• Exercise
Return, word for word, the lines of the listing below from the one with "pub fn round_record(&self)" through the one with "let data = serde_json::to_vec_pretty(&self.record)?;", and no other lines.

_ _ _ _ _ _ _

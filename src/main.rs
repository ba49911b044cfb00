use clap::Parser;
use std::{
    error::Error,
    fs,
    io::{self, BufRead},
    path::PathBuf,
    sync::mpsc,
    thread,
    time::{Duration, Instant},
};
use tracing::{info, warn};
use typetrial::{
    app_dirs::AppDirs,
    config::{ConfigStore, ExperimentConfig, FileConfigStore},
    console::{self, ConsoleCommand},
    finish_gesture::ChainedPressDetector,
    logging::init_logging,
    stage::LogStage,
    Outcome, SessionController, SessionEvent,
};

const TICK_RATE_MS: u64 = 100;

/// Operator console for text-entry experiments across feedback modalities
#[derive(Parser, Debug, Clone)]
#[clap(version, about)]
pub struct Cli {
    /// data directory holding config.json, Texts/, Results/ and Discarded/
    #[clap(long, value_name = "DIR")]
    data_dir: Option<PathBuf>,

    /// write a starter config.json and texts into the data directory, then exit
    #[clap(long)]
    init_config: bool,

    /// start this experiment right away
    #[clap(long, value_name = "ID", allow_negative_numbers = true)]
    start: Option<i64>,

    /// increase log verbosity (-v debug, -vv trace)
    #[clap(short, long, action = clap::ArgAction::Count)]
    verbose: u8,
}

#[derive(Debug)]
enum ConsoleEvent {
    Line(String),
    Tick,
    Closed,
}

fn main() -> Result<(), Box<dyn Error>> {
    let cli = Cli::parse();
    init_logging(cli.verbose);

    let dirs = AppDirs::resolve(cli.data_dir.clone());
    if cli.init_config {
        init_data_dir(&dirs)?;
        println!("{}", dirs.config_path().display());
        return Ok(());
    }

    let mut controller = SessionController::new(&dirs, LogStage);
    match controller.preload() {
        Ok(n) => info!(
            "{n} experiment sequence(s) loaded from {}",
            controller.config_location().display()
        ),
        Err(e) => warn!("{e}; run with --init-config to create one"),
    }

    if let Some(id) = cli.start {
        report(controller.dispatch(SessionEvent::Start(id)));
    }

    run(&mut controller, get_console_events())
}

fn run(
    controller: &mut SessionController,
    events: mpsc::Receiver<ConsoleEvent>,
) -> Result<(), Box<dyn Error>> {
    let mut finish_button = ChainedPressDetector::default();

    loop {
        match events.recv()? {
            ConsoleEvent::Tick => finish_button.tick(Instant::now()),
            ConsoleEvent::Closed => break,
            ConsoleEvent::Line(line) => match console::parse(&line) {
                Ok(None) => {}
                Ok(Some(ConsoleCommand::Quit)) => break,
                Ok(Some(ConsoleCommand::Help)) => println!("{}", console::HELP),
                Ok(Some(ConsoleCommand::ModeNow)) => {
                    println!("{}", controller.current_modality())
                }
                Ok(Some(ConsoleCommand::ConfigLocation)) => {
                    println!("{}", controller.config_location().display())
                }
                Ok(Some(ConsoleCommand::Press)) => {
                    if finish_button.press() {
                        report(controller.dispatch(SessionEvent::Finish));
                    } else {
                        println!("finish {}", finish_button.label());
                    }
                }
                Ok(Some(ConsoleCommand::Session(event))) => report(controller.dispatch(event)),
                Ok(Some(ConsoleCommand::Keys(keys))) => {
                    for key in keys {
                        report(controller.dispatch(SessionEvent::Keystroke(key)));
                    }
                }
                Err(msg) => eprintln!("{msg}"),
            },
        }
    }

    info!("leaving in state {}", controller.state());
    Ok(())
}

/// Errors are already logged by the controller; only rejections are echoed here.
fn report<E>(result: Result<Outcome, E>) {
    if let Ok(Outcome::Rejected(why)) = result {
        eprintln!("ignored: {why:?}");
    }
}

fn init_data_dir(dirs: &AppDirs) -> Result<(), Box<dyn Error>> {
    let store = FileConfigStore::with_path(dirs.config_path());
    let example = ExperimentConfig::example();
    if store.location().exists() {
        warn!("{} already exists, leaving it alone", store.location().display());
    } else {
        store.save(&example)?;
    }

    let texts = dirs.texts_dir();
    fs::create_dir_all(&texts)?;
    let names = example.permutations.iter().flat_map(|p| p.texts.iter());
    for name in names {
        let path = texts.join(format!("{name}.txt"));
        if !path.exists() {
            fs::write(&path, "the quick brown fox\njumps over the lazy dog\n")?;
        }
    }
    fs::create_dir_all(dirs.results_dir())?;
    fs::create_dir_all(dirs.discarded_dir())?;
    Ok(())
}

fn get_console_events() -> mpsc::Receiver<ConsoleEvent> {
    let (tx, rx) = mpsc::channel();

    let tick_x = tx.clone();
    thread::spawn(move || loop {
        if tick_x.send(ConsoleEvent::Tick).is_err() {
            break;
        }

        thread::sleep(Duration::from_millis(TICK_RATE_MS))
    });

    thread::spawn(move || {
        for line in io::stdin().lock().lines() {
            let Ok(line) = line else { break };
            if tx.send(ConsoleEvent::Line(line)).is_err() {
                return;
            }
        }
        let _ = tx.send(ConsoleEvent::Closed);
    });

    rx
}
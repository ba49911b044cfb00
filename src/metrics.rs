use std::time::Duration;

/// Characters per standard word.
pub const CHARS_PER_WORD: f64 = 5.0;

/// Unit-cost edit distance (insert, delete, substitute) over chars.
pub fn levenshtein(a: &str, b: &str) -> usize {
    let a: Vec<char> = a.chars().collect();
    let b: Vec<char> = b.chars().collect();

    if a.is_empty() {
        return b.len();
    }
    if b.is_empty() {
        return a.len();
    }

    let mut prev: Vec<usize> = (0..=b.len()).collect();
    let mut curr = vec![0; b.len() + 1];

    for (i, ca) in a.iter().enumerate() {
        curr[0] = i + 1;
        for (j, cb) in b.iter().enumerate() {
            let substitution = prev[j] + usize::from(ca != cb);
            let deletion = prev[j + 1] + 1;
            let insertion = curr[j] + 1;
            curr[j + 1] = substitution.min(deletion).min(insertion);
        }
        std::mem::swap(&mut prev, &mut curr);
    }

    prev[b.len()]
}

/// Edit distance between target and typed text, relative to the target length.
///
/// Case-sensitive, no normalization. An empty target divides by one.
pub fn error_rate(target: &str, typed: &str) -> f64 {
    let target_len = target.chars().count().max(1);
    levenshtein(target, typed) as f64 / target_len as f64
}

/// `(chars / 5) / minutes`; zero when no time has passed.
pub fn words_per_minute(chars: usize, elapsed: Duration) -> f64 {
    let secs = elapsed.as_secs_f64();
    if secs <= 0.0 {
        return 0.0;
    }
    (chars as f64 * 60.0) / (CHARS_PER_WORD * secs)
}
// Library surface for the host binary and integration tests.
pub mod app_dirs;
pub mod config;
pub mod console;
pub mod error;
pub mod finish_gesture;
pub mod keys;
pub mod logging;
pub mod metrics;
pub mod modality;
pub mod round_log;
pub mod sequence;
pub mod session;
pub mod stage;
pub mod texts;

pub use session::{ExperimentState, Outcome, Rejection, SessionController, SessionEvent};
use crate::app_dirs::AppDirs;
use crate::error::LogError;
use crate::keys::{Finger, Hand, KeyAction, KeyInput};
use crate::metrics::{error_rate, words_per_minute};
use crate::modality::Modality;
use chrono::{DateTime, Local};
use once_cell::sync::Lazy;
use regex::Regex;
use serde::{Deserialize, Serialize};
use std::fs;
use std::path::{Path, PathBuf};
use std::time::Instant;
use tracing::{debug, error, info};

const TIMESTAMP_FORMAT: &str = "%Y-%m-%d-%H-%M-%S-%3f";

static SAFE_ID_REGEX: Lazy<Regex> =
    Lazy::new(|| Regex::new(r#"^[^.<>:;,?\\"*|/]+$"#).expect("Valid regex pattern"));

#[derive(Debug, Clone, PartialEq, Serialize, Deserialize)]
#[serde(rename_all = "PascalCase")]
pub struct Keystroke {
    /// Seconds since the round's first keystroke.
    pub time: f64,
    pub key: String,
    pub hand: Option<Hand>,
    pub finger: Option<Finger>,
}

/// Everything persisted about one round.
#[derive(Debug, Clone, PartialEq, Serialize, Deserialize)]
#[serde(rename_all = "PascalCase")]
pub struct RoundRecord {
    pub exp_id: String,
    pub round: usize,
    pub modus: String,
    pub text: String,
    pub typed_keys: Vec<String>,
    pub keystrokes: Vec<Keystroke>,
    pub words_per_minute: f64,
    pub error_rate: f64,
}

impl RoundRecord {
    pub fn new(experiment_id: &str, round: usize, modality: Modality, target: &str) -> Self {
        Self {
            exp_id: experiment_id.to_string(),
            round,
            modus: modality.to_string(),
            text: target.to_string(),
            typed_keys: Vec::new(),
            keystrokes: Vec::new(),
            words_per_minute: 0.0,
            error_rate: 0.0,
        }
    }

    pub fn typed_text(&self) -> String {
        self.typed_keys.concat()
    }

    /// The typed buffer with every space dropped, as used by both metrics.
    ///
    /// Units are concatenated, so WPM counts the chars of a multi-char label
    /// one by one, the same way the error rate compares them.
    pub fn typed_without_spaces(&self) -> String {
        self.typed_keys
            .iter()
            .filter(|unit| unit.as_str() != " ")
            .map(String::as_str)
            .collect()
    }

    fn apply(&mut self, action: KeyAction<'_>) {
        match action {
            KeyAction::Backspace => {
                self.typed_keys.pop();
            }
            KeyAction::Space => self.typed_keys.push(" ".to_string()),
            KeyAction::Ignored => {}
            KeyAction::Insert(unit) => self.typed_keys.push(unit.to_string()),
        }
    }

    fn refresh_metrics(&mut self, elapsed: std::time::Duration) {
        let typed = self.typed_without_spaces();
        self.error_rate = error_rate(&self.text, &typed);
        self.words_per_minute = words_per_minute(typed.chars().count(), elapsed);
    }
}

/// Where round records live: results and discards, each split by modality.
#[derive(Debug, Clone, PartialEq, Eq)]
pub struct ResultsLayout {
    pub results_dir: PathBuf,
    pub discarded_dir: PathBuf,
}

impl ResultsLayout {
    pub fn new(results_dir: impl Into<PathBuf>, discarded_dir: impl Into<PathBuf>) -> Self {
        Self {
            results_dir: results_dir.into(),
            discarded_dir: discarded_dir.into(),
        }
    }

    pub fn result_path(&self, modality: Modality, file_name: &str) -> PathBuf {
        self.results_dir.join(modality.to_string()).join(file_name)
    }

    pub fn discard_path(&self, modality: Modality, file_name: &str) -> PathBuf {
        self.discarded_dir.join(modality.to_string()).join(file_name)
    }
}

impl From<&AppDirs> for ResultsLayout {
    fn from(dirs: &AppDirs) -> Self {
        Self::new(dirs.results_dir(), dirs.discarded_dir())
    }
}

/// Record filename; ids that are unsafe in a path fall back to timestamp + round.
pub fn record_file_name(experiment_id: &str, round: usize, at: DateTime<Local>) -> String {
    let time = at.format(TIMESTAMP_FORMAT);
    if SAFE_ID_REGEX.is_match(experiment_id) {
        format!("{time}-expid-{experiment_id}-round-{round}.json")
    } else {
        error!(
            "Using fallback filename, experiment id {:?} contains illegal characters",
            experiment_id
        );
        format!("{time}-round-{round}.json")
    }
}

/// Owns the record of the one open round and keeps its file current.
///
/// Every mutation rewrites the whole file before returning.
#[derive(Debug)]
pub struct RoundLogger {
    record: RoundRecord,
    modality: Modality,
    file_name: String,
    layout: ResultsLayout,
    path: PathBuf,
    first_input: Option<Instant>,
    discarded: bool,
}

impl RoundLogger {
    pub fn open(
        layout: &ResultsLayout,
        experiment_id: &str,
        round: usize,
        modality: Modality,
        target: &str,
    ) -> Result<Self, LogError> {
        let file_name = record_file_name(experiment_id, round, Local::now());
        let logger = Self {
            record: RoundRecord::new(experiment_id, round, modality, target),
            modality,
            path: layout.result_path(modality, &file_name),
            file_name,
            layout: layout.clone(),
            first_input: None,
            discarded: false,
        };
        logger.persist()?;
        info!("Input data will be logged in {}", logger.path.display());
        Ok(logger)
    }

    pub fn record(&mut self, input: &KeyInput) -> Result<(), LogError> {
        self.record_at(input, Instant::now())
    }

    /// Logs one keystroke observed at `at`; the first one defines t=0.
    pub fn record_at(&mut self, input: &KeyInput, at: Instant) -> Result<(), LogError> {
        let first = *self.first_input.get_or_insert(at);
        let elapsed = at.saturating_duration_since(first);

        self.record.keystrokes.push(Keystroke {
            time: elapsed.as_secs_f64(),
            key: input.label.clone(),
            hand: input.hand,
            finger: input.finger,
        });
        self.record.apply(input.action());
        self.record.refresh_metrics(elapsed);

        debug!(
            key = %input.label,
            wpm = self.record.words_per_minute,
            error_rate = self.record.error_rate,
            "keystroke recorded"
        );
        self.persist()
    }

    /// Moves the file into the discard archive under the same name.
    ///
    /// Later writes go to the archived file. Discarding twice is a caller bug
    /// and is refused without touching the disk.
    pub fn discard(&mut self) -> Result<&Path, LogError> {
        if self.discarded {
            return Err(LogError::AlreadyDiscarded(self.path.clone()));
        }
        let target = self.layout.discard_path(self.modality, &self.file_name);
        if let Some(parent) = target.parent() {
            fs::create_dir_all(parent).map_err(|e| LogError::io(parent, e))?;
        }
        move_file(&self.path, &target)?;
        info!(
            "Discarded {} into {}",
            self.path.display(),
            target.display()
        );
        self.path = target;
        self.discarded = true;
        Ok(self.path.as_path())
    }

    /// Rewrites the file from the in-memory record.
    pub fn flush(&self) -> Result<(), LogError> {
        self.persist()
    }

    /// Closes the round and hands back where its record lives.
    ///
    /// Every mutation is already on disk, so nothing is written here. An
    /// archived round cannot be finalized.
    pub fn finalize(self) -> Result<PathBuf, LogError> {
        if self.discarded {
            return Err(LogError::AlreadyDiscarded(self.path));
        }
        Ok(self.path)
    }

    pub fn round_record(&self) -> &RoundRecord {
        &self.record
    }

    pub fn path(&self) -> &Path {
        &self.path
    }

    pub fn file_name(&self) -> &str {
        &self.file_name
    }

    pub fn is_discarded(&self) -> bool {
        self.discarded
    }

    fn persist(&self) -> Result<(), LogError> {
        if let Some(parent) = self.path.parent() {
            fs::create_dir_all(parent).map_err(|e| LogError::io(parent, e))?;
        }
        let data = serde_json::to_vec_pretty(&self.record)?;
        let tmp = self.path.with_extension("json.tmp");
        fs::write(&tmp, data).map_err(|e| LogError::io(&tmp, e))?;
        fs::rename(&tmp, &self.path).map_err(|e| LogError::io(&self.path, e))
    }
}

fn move_file(from: &Path, to: &Path) -> Result<(), LogError> {
    if fs::rename(from, to).is_ok() {
        return Ok(());
    }
    // rename fails across filesystems
    fs::copy(from, to).map_err(|e| LogError::io(to, e))?;
    if let Err(e) = fs::remove_file(from) {
        // the record must end up in exactly one place
        let _ = fs::remove_file(to);
        return Err(LogError::io(from, e));
    }
    Ok(())
}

_ _ _ _ _ _ _

• Result of the exercise
    pub fn round_record(&self) -> &RoundRecord {
        &self.record
    }

    pub fn path(&self) -> &Path {
        &self.path
    }

    pub fn file_name(&self) -> &str {
        &self.file_name
    }

    pub fn is_discarded(&self) -> bool {
        self.discarded
    }

    fn persist(&self) -> Result<(), LogError> {
        if let Some(parent) = self.path.parent() {
            fs::create_dir_all(parent).map_err(|e| LogError::io(parent, e))?;
        }
        let data = serde_json::to_vec_pretty(&self.record)?;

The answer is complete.